Exercise objective. Report each line of the entries that contains the word "Mutex", copied in full.

Source data.
+ + + +
fn sibling(www: &Path, suffix: &str) -> PathBuf {
    let mut name = www
        .file_name()
        .map(OsString::from)
        .unwrap_or_else(|| OsString::from("www"));
    name.push(suffix);
    www.with_file_name(name)
}

fn copy_root_permissions(www: &Path, staging: &Path) {
    if let Ok(metadata) = fs::metadata(www) {
        if let Err(e) = fs::set_permissions(staging, metadata.permissions()) {
            log::debug!(target: "restore", "Keeping default permissions of the web root: {e}");
        }
    }
}

fn count_files(www: &Path) -> Result<u64, RestoreError> {
    let restored = scan::scan(www, &Exclusions::none(), None).map_err(|e| {
        RestoreError::ExtractionFailed {
            path: www.to_path_buf(),
            source: e.into(),
        }
    })?;
    Ok(restored.file_count())
}

#[cfg(test)]
mod tests {
    use super::*;
    use std::io::Write;

    use crate::archive::producer::tests::{FakeDumper, FAKE_DUMP};
    use crate::archive::{ArchiveProducer, BackupType};
    use crate::backends::compression::Gzip;
    use crate::config::tests::config_for;
    use crate::report::tests::RecordingReporter;
    use crate::services::tests::FakeManager;
    use crate::services::ServiceSet;

    struct Site {
        _root: tempfile::TempDir,
        www: PathBuf,
        dest: PathBuf,
    }

    fn site() -> Site {
        let root = tempfile::tempdir().unwrap();
        let www = root.path().join("www");
        let dest = root.path().join("backups");
        fs::create_dir_all(www.join("blog")).unwrap();
        fs::write(www.join("index.php"), b"<?php require 'blog/post.php';").unwrap();
        fs::write(www.join("blog/post.php"), b"<?php echo 'post';").unwrap();
        Site {
            _root: root,
            www,
            dest,
        }
    }

    fn backup(config: &EffectiveConfig, dumper: &FakeDumper) -> BackupArtifact {
        let reporter = RecordingReporter::default();
        let cancel = CancelToken::new();
        let gzip = Gzip::new(6);
        let producer = ArchiveProducer::new(config, &gzip, Some(dumper), &reporter, &cancel);
        let mut artifact = producer
            .produce(&config.destination_path, &mut RunStats::start())
            .unwrap();
        assert!(verify::verify(&mut artifact, &reporter).unwrap().ok);
        artifact
    }

    #[test]
    fn round_trip_replaces_web_root_and_imports_dump() {
        let site = site();
        let config = config_for(&site.www, &site.dest);
        let dumper = FakeDumper::default();
        let artifact = backup(&config, &dumper);

        fs::write(site.www.join("index.php"), b"defaced").unwrap();
        fs::write(site.www.join("shell.php"), b"<?php system($_GET['c']);").unwrap();

        let reporter = RecordingReporter::default();
        let cancel = CancelToken::new();
        let engine = RestoreEngine::new(&config, Some(&dumper), &reporter, &cancel);
        let plan = engine.locate(artifact.id()).unwrap();

        let manager = FakeManager::with_running(&["nginx"]);
        let mut services = StoppedServices::acquire(&manager, ServiceSet::new(["nginx"]));
        let report = engine
            .apply(&plan, &mut services, &mut RunStats::start())
            .unwrap();

        assert_eq!(report.files, 2);
        assert!(report.database_imported);
        assert_eq!(
            fs::read(site.www.join("index.php")).unwrap(),
            b"<?php require 'blog/post.php';"
        );
        assert!(!site.www.join("shell.php").exists());
        assert!(!sibling(&site.www, STAGING_SUFFIX).exists());
        assert!(!sibling(&site.www, OLD_SUFFIX).exists());
        assert_eq!(*dumper.imported.lock().unwrap(), FAKE_DUMP.as_bytes());
        assert_eq!(services.restored(), Some(true));
    }

    #[test]
    fn tampered_artifact_is_refused_before_services_are_touched() {
        let site = site();
        let config = config_for(&site.www, &site.dest);
        let dumper = FakeDumper::default();
        let artifact = backup(&config, &dumper);

        let mut file = fs::OpenOptions::new()
            .append(true)
            .open(artifact.files_archive_path())
            .unwrap();
        file.write_all(b"garbage").unwrap();
        drop(file);

        let reporter = RecordingReporter::default();
        let cancel = CancelToken::new();
        let engine = RestoreEngine::new(&config, Some(&dumper), &reporter, &cancel);
        let err = engine.locate(artifact.id()).unwrap_err();
        assert!(matches!(err, RestoreError::ChecksumMismatch { .. }));
        assert_eq!(
            archive::find(&site.dest, artifact.id()).unwrap().status(),
            ArtifactStatus::Failed
        );

        let err = engine.locate(artifact.id()).unwrap_err();
        assert!(matches!(err, RestoreError::NotVerified { .. }));
    }

    #[test]
    fn unknown_artifact_is_not_found() {
        let site = site();
        let config = config_for(&site.www, &site.dest);
        let reporter = RecordingReporter::default();
        let cancel = CancelToken::new();
        let engine = RestoreEngine::new(&config, None, &reporter, &cancel);

        let id = ArtifactId::from_datetime(chrono::Utc::now());
        assert!(matches!(engine.locate(id), Err(RestoreError::ArtifactNotFound(missing)) if missing == id));
    }

    #[test]
    fn incremental_chain_is_restored_in_order() {
        let site = site();
        let mut config = config_for(&site.www, &site.dest);
        let dumper = FakeDumper::default();
        let full = backup(&config, &dumper);

        // mtime granularity of some filesystems is one second
        std::thread::sleep(std::time::Duration::from_millis(1100));
        fs::write(site.www.join("blog/post.php"), b"<?php echo 'edited';").unwrap();
        config.backup_type = BackupType::Incremental;
        let incremental = backup(&config, &dumper);
        assert_eq!(incremental.manifest.base, Some(full.id()));
        assert_eq!(incremental.manifest.file_count, 1);

        fs::remove_dir_all(&site.www).unwrap();
        fs::create_dir(&site.www).unwrap();

        let reporter = RecordingReporter::default();
        let cancel = CancelToken::new();
        let engine = RestoreEngine::new(&config, Some(&dumper), &reporter, &cancel);
        let plan = engine.locate(incremental.id()).unwrap();
        assert_eq!(plan.chain().len(), 2);

        let manager = FakeManager::default();
        let mut services = StoppedServices::acquire(&manager, ServiceSet::default());
        let report = engine
            .apply(&plan, &mut services, &mut RunStats::start())
            .unwrap();
        assert_eq!(report.files, 2);
        assert_eq!(
            fs::read(site.www.join("blog/post.php")).unwrap(),
            b"<?php echo 'edited';"
        );
    }

    #[test]
    fn interrupted_extraction_keeps_web_root() {
        let site = site();
        let config = config_for(&site.www, &site.dest);
        let dumper = FakeDumper::default();
        let artifact = backup(&config, &dumper);
        fs::write(site.www.join("index.php"), b"current").unwrap();

        let reporter = RecordingReporter::default();
        let cancel = CancelToken::new();
        let engine = RestoreEngine::new(&config, Some(&dumper), &reporter, &cancel);
        let plan = engine.locate(artifact.id()).unwrap();
        cancel.cancel();

        let manager = FakeManager::with_running(&["nginx"]);
        let mut services = StoppedServices::acquire(&manager, ServiceSet::new(["nginx"]));
        let err = engine
            .apply(&plan, &mut services, &mut RunStats::start())
            .unwrap_err();
        assert!(matches!(err, RestoreError::Interrupted));
        assert_eq!(fs::read(site.www.join("index.php")).unwrap(), b"current");
        assert!(!sibling(&site.www, STAGING_SUFFIX).exists());

        drop(services);
        assert!(manager.running.lock().unwrap().contains("nginx"));
    }

    /// Import killed by the interrupt, like `mysql` on SIGINT.
    struct InterruptedImport<'c> {
        cancel: &'c CancelToken,
    }

    impl DatabaseDumper for InterruptedImport<'_> {
        fn database(&self) -> &str {
            "wordpress"
        }

        fn dump(&self, out: &mut dyn Write) -> Result<(), DumpError> {
            out.write_all(FAKE_DUMP.as_bytes())?;
            Ok(())
        }

        fn import(&self, _input: &mut dyn Read) -> Result<(), DumpError> {
            self.cancel.cancel();
            Err(DumpError::Io(io::Error::from(io::ErrorKind::BrokenPipe)))
        }
    }

    #[test]
    fn import_failing_after_interrupt_is_interrupted() {
        let site = site();
        let config = config_for(&site.www, &site.dest);
        let artifact = backup(&config, &FakeDumper::default());

        let reporter = RecordingReporter::default();
        let cancel = CancelToken::new();
        let dumper = InterruptedImport { cancel: &cancel };
        let engine = RestoreEngine::new(&config, Some(&dumper), &reporter, &cancel);
        let plan = engine.locate(artifact.id()).unwrap();

        let manager = FakeManager::with_running(&["nginx"]);
        let mut services = StoppedServices::acquire(&manager, ServiceSet::new(["nginx"]));
        let err = engine
            .apply(&plan, &mut services, &mut RunStats::start())
            .unwrap_err();
        assert!(matches!(err, RestoreError::Interrupted), "{err}");
    }

    #[test]
    fn import_failure_without_interrupt_is_reported() {
        struct Refused;
        impl DatabaseDumper for Refused {
            fn database(&self) -> &str {
                "wordpress"
            }
            fn dump(&self, _out: &mut dyn Write) -> Result<(), DumpError> {
                Ok(())
            }
            fn import(&self, _input: &mut dyn Read) -> Result<(), DumpError> {
                Err(DumpError::Io(io::Error::other("access denied")))
            }
        }

        let site = site();
        let config = config_for(&site.www, &site.dest);
        let artifact = backup(&config, &FakeDumper::default());

        let reporter = RecordingReporter::default();
        let cancel = CancelToken::new();
        let engine = RestoreEngine::new(&config, Some(&Refused), &reporter, &cancel);
        let plan = engine.locate(artifact.id()).unwrap();
        let manager = FakeManager::default();
        let mut services = StoppedServices::acquire(&manager, ServiceSet::default());
        let err = engine
            .apply(&plan, &mut services, &mut RunStats::start())
            .unwrap_err();
        assert!(matches!(err, RestoreError::DatabaseImportFailed(_)));
    }

    #[cfg(unix)]
    #[test]
    fn directory_metadata_is_restored() {
        use std::os::unix::fs::PermissionsExt;

        let site = site();
        let config = config_for(&site.www, &site.dest);
        fs::set_permissions(site.www.join("blog"), fs::Permissions::from_mode(0o770)).unwrap();
        fs::create_dir(site.www.join("upgrade")).unwrap();
        let dumper = FakeDumper::default();
        let artifact = backup(&config, &dumper);

        fs::remove_dir_all(&site.www).unwrap();
        fs::create_dir(&site.www).unwrap();

        let reporter = RecordingReporter::default();
        let cancel = CancelToken::new();
        let engine = RestoreEngine::new(&config, Some(&dumper), &reporter, &cancel);
        let plan = engine.locate(artifact.id()).unwrap();
        let manager = FakeManager::default();
        let mut services = StoppedServices::acquire(&manager, ServiceSet::default());
        let report = engine
            .apply(&plan, &mut services, &mut RunStats::start())
            .unwrap();

        assert_eq!(report.files, 2);
        let mode = fs::metadata(site.www.join("blog")).unwrap().permissions().mode();
        assert_eq!(mode & 0o777, 0o770);
        assert!(site.www.join("upgrade").is_dir());
    }

    #[test]
    fn dump_without_database_config_is_refused() {
        let site = site();
        let config = config_for(&site.www, &site.dest);
        let artifact = backup(&config, &FakeDumper::default());

        let reporter = RecordingReporter::default();
        let cancel = CancelToken::new();
        let engine = RestoreEngine::new(&config, None, &reporter, &cancel);
        assert!(matches!(
            engine.locate(artifact.id()),
            Err(RestoreError::DatabaseNotConfigured(_))
        ));
    }
}
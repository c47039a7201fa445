#![allow(dead_code)]

use std::collections::HashSet;
use std::fs;
use std::io::{Read, Write};
use std::path::{Path, PathBuf};
use std::sync::Mutex;

use www_backup_lib::archive::BackupType;
use www_backup_lib::backends::{CompressionConfig, DatabaseDumper, DumpError};
use www_backup_lib::config::EffectiveConfig;
use www_backup_lib::environment::{
    EnvironmentDescriptor, OsFamily, PackageManager, ServiceManagerKind,
};
use www_backup_lib::report::{Progress, Reporter};
use www_backup_lib::services::{ServiceControlError, ServiceManager};
use www_backup_lib::util::retention::RetentionPolicy;
use www_backup_lib::util::signal::CancelToken;

pub const DUMP: &str = "-- MySQL dump 10.13  Distrib 8.0.36\n-- Host: localhost    Database: shop\nCREATE TABLE orders (id INT);\n";

/// Services in memory, optionally cancelling the run once one is stopped.
#[derive(Default)]
pub struct Services {
    pub running: Mutex<HashSet<String>>,
    pub stopped: Mutex<Vec<String>>,
    pub started: Mutex<Vec<String>>,
    pub cancel_on_stop: Option<CancelToken>,
}

impl Services {
    pub fn running(names: &[&str]) -> Self {
        Self {
            running: Mutex::new(names.iter().map(|n| n.to_string()).collect()),
            ..Default::default()
        }
    }

    pub fn is_running(&self, name: &str) -> bool {
        self.running.lock().unwrap().contains(name)
    }
}

impl ServiceManager for Services {
    fn is_active(&self, service: &str) -> Result<bool, ServiceControlError> {
        Ok(self.is_running(service))
    }

    fn stop(&self, service: &str) -> Result<(), ServiceControlError> {
        self.running.lock().unwrap().remove(service);
        self.stopped.lock().unwrap().push(service.to_string());
        if let Some(cancel) = &self.cancel_on_stop {
            cancel.cancel();
        }
        Ok(())
    }

    fn start(&self, service: &str) -> Result<(), ServiceControlError> {
        self.running.lock().unwrap().insert(service.to_string());
        self.started.lock().unwrap().push(service.to_string());
        Ok(())
    }
}

/// Database holding a fixed dump, recording what was imported.
#[derive(Default)]
pub struct Database {
    pub imported: Mutex<Option<Vec<u8>>>,
}

impl DatabaseDumper for Database {
    fn database(&self) -> &str {
        "shop"
    }

    fn dump(&self, out: &mut dyn Write) -> Result<(), DumpError> {
        out.write_all(DUMP.as_bytes())?;
        Ok(())
    }

    fn import(&self, input: &mut dyn Read) -> Result<(), DumpError> {
        let mut sql = Vec::new();
        input.read_to_end(&mut sql)?;
        *self.imported.lock().unwrap() = Some(sql);
        Ok(())
    }
}

#[derive(Default)]
pub struct Messages(pub Mutex<Vec<String>>);

impl Messages {
    pub fn last(&self) -> Option<String> {
        self.0.lock().unwrap().last().cloned()
    }
}

impl Reporter for Messages {
    fn info(&self, message: &str) {
        self.0.lock().unwrap().push(format!("INFO {message}"));
    }

    fn warn(&self, message: &str) {
        self.0.lock().unwrap().push(format!("WARNING {message}"));
    }

    fn error(&self, message: &str) {
        self.0.lock().unwrap().push(format!("ERROR {message}"));
    }

    fn success(&self, message: &str) {
        self.0.lock().unwrap().push(format!("SUCCESS {message}"));
    }

    fn progress(&self, _progress: Progress) {}
}

pub fn debian() -> EnvironmentDescriptor {
    EnvironmentDescriptor {
        os_family: OsFamily::Linux,
        distro: "debian".into(),
        distro_like: String::new(),
        package_manager: PackageManager::Apt,
        service_manager: ServiceManagerKind::Systemd,
        default_web_root: "/var/www/html".into(),
    }
}

/// A small site next to an empty backup destination.
pub struct Host {
    _dir: tempfile::TempDir,
    pub www: PathBuf,
    pub destination: PathBuf,
}

impl Host {
    pub fn new() -> Self {
        let dir = tempfile::tempdir().unwrap();
        let www = dir.path().join("www");
        let destination = dir.path().join("backups");
        fs::create_dir_all(www.join("wp-content/uploads/2026")).unwrap();
        fs::create_dir_all(&destination).unwrap();
        fs::write(www.join("index.php"), b"<?php define('WP_USE_THEMES', true);").unwrap();
        fs::write(www.join("wp-config.php"), b"<?php $table_prefix = 'wp_';").unwrap();
        fs::write(www.join("error.log"), b"PHP Warning: deprecated").unwrap();
        fs::write(www.join("wp-content/uploads/2026/cat.jpg"), vec![0xd8; 10_000]).unwrap();

        Self {
            _dir: dir,
            www,
            destination,
        }
    }

    pub fn config(&self) -> EffectiveConfig {
        EffectiveConfig {
            www_source_path: self.www.clone(),
            database: None,
            destination_path: self.destination.clone(),
            backup_type: BackupType::Full,
            compression: CompressionConfig::default(),
            exclusion_patterns: vec!["*.log".into()],
            retention: RetentionPolicy {
                max_age_days: None,
                max_count: Some(3),
            },
            services: Some(vec!["nginx".into(), "apache2".into(), "php-fpm".into()]),
            notify_command: None,
            log_file: None,
            dry_run: false,
            automatic_mode: true,
            quiet: true,
        }
    }

    /// Relative paths and contents of every file of the web root.
    pub fn snapshot(&self) -> Vec<(String, Vec<u8>)> {
        let mut files = Vec::new();
        collect(&self.www, &self.www, &mut files);
        files.sort();
        files
    }
}

fn collect(root: &Path, dir: &Path, files: &mut Vec<(String, Vec<u8>)>) {
    for entry in fs::read_dir(dir).unwrap() {
        let path = entry.unwrap().path();
        if path.is_dir() {
            collect(root, &path, files);
        } else {
            let rel = path.strip_prefix(root).unwrap().to_string_lossy().into_owned();
            files.push((rel, fs::read(&path).unwrap()));
        }
    }
}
+ + + +
Solution.
use std::sync::Mutex;
    pub running: Mutex<HashSet<String>>,
    pub stopped: Mutex<Vec<String>>,
    pub started: Mutex<Vec<String>>,
            running: Mutex::new(names.iter().map(|n| n.to_string()).collect()),
    pub imported: Mutex<Option<Vec<u8>>>,
pub struct Messages(pub Mutex<Vec<String>>);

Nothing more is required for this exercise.